The districts total net position was at a deficit of more than $52 million in June. The deficit has since decreased by approximately $15 million, according to the report. Net position calculates decreased values of capital assets due to depreciation alongside increases in staffing costs and post-employment healthcare benefits.
The auditors also wrote a letter to the district, commenting on its internal controls. Although no “significant deficiencies,” were found, the firm proposed “a significant number of audit adjustments to correct misstatements.”
According to the letter, “management has accepted and recorded these audit adjustments.”
“We note that the individual responsible for this function had separated from the District, prior to the timing of when this process takes place, and the district outsourced these duties to a third party,” the letter states.
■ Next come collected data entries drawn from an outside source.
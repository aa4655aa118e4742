//! Error types for the fraud investigation agent

use thiserror::Error;

/// Result type alias for agent operations
pub type Result<T> = std::result::Result<T, AgentError>;

#[derive(Error, Debug)]
pub enum AgentError {
    /// The model service could not be reached or returned garbage.
    /// Fatal for the current investigation - no progress is possible
    /// without the model.
    #[error("Model service error: {0}")]
    Model(String),

    #[error("Tool error: {0}")]
    Tool(String),

    #[error("Store error: {0}")]
    Store(String),

    #[error("Configuration error: {0}")]
    Config(String),

    // =============================
    // External Library Conversions
    // =============================

    #[error("Serialization error: {0}")]
    Serialization(#[from] serde_json::Error),

    #[error("HTTP client error: {0}")]
    Http(#[from] reqwest::Error),

    #[error("IO error: {0}")]
    Io(#[from] std::io::Error),
}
The letter was referring to administrative changes within the business department last year. In October 2021, the board placed then-deputy superintendent Sam Schneider on administrative leave after an unspecified allegation was raised to superintendent Augustine Tornatore.
In October 2021, the board had placed Mr. Schneider on administrative leave after an unspecified allegation was raised to superintendent Augustine Tornatore. An audit of the previous five years found no evidence of “fraud, embezzlement of malfeasance,” but determined that Mr. Schneider carried “too many responsibilities.” The district entered into a settlement agreement with him and agreed to pay full his compensation through the end of his contract on June 30, 2022 and he agreed to resign. Mr. Schneider was hired by East Hampton Union Free School District in March 2022.
In May 2022, the board hired Mr. Asse as the district’s new business official. He noted in an email to the Riverhead News Review that the remaining balance in the General Fund from the 2021-2022 school year is $5.9 million.
According to Mr. Asse, 81% of district funds are spent on instruction and academic programs, 9% goes to administrative support for the schools, 7% for pupil transportation, 1% on food service and another 1% on servicing the district’s debt.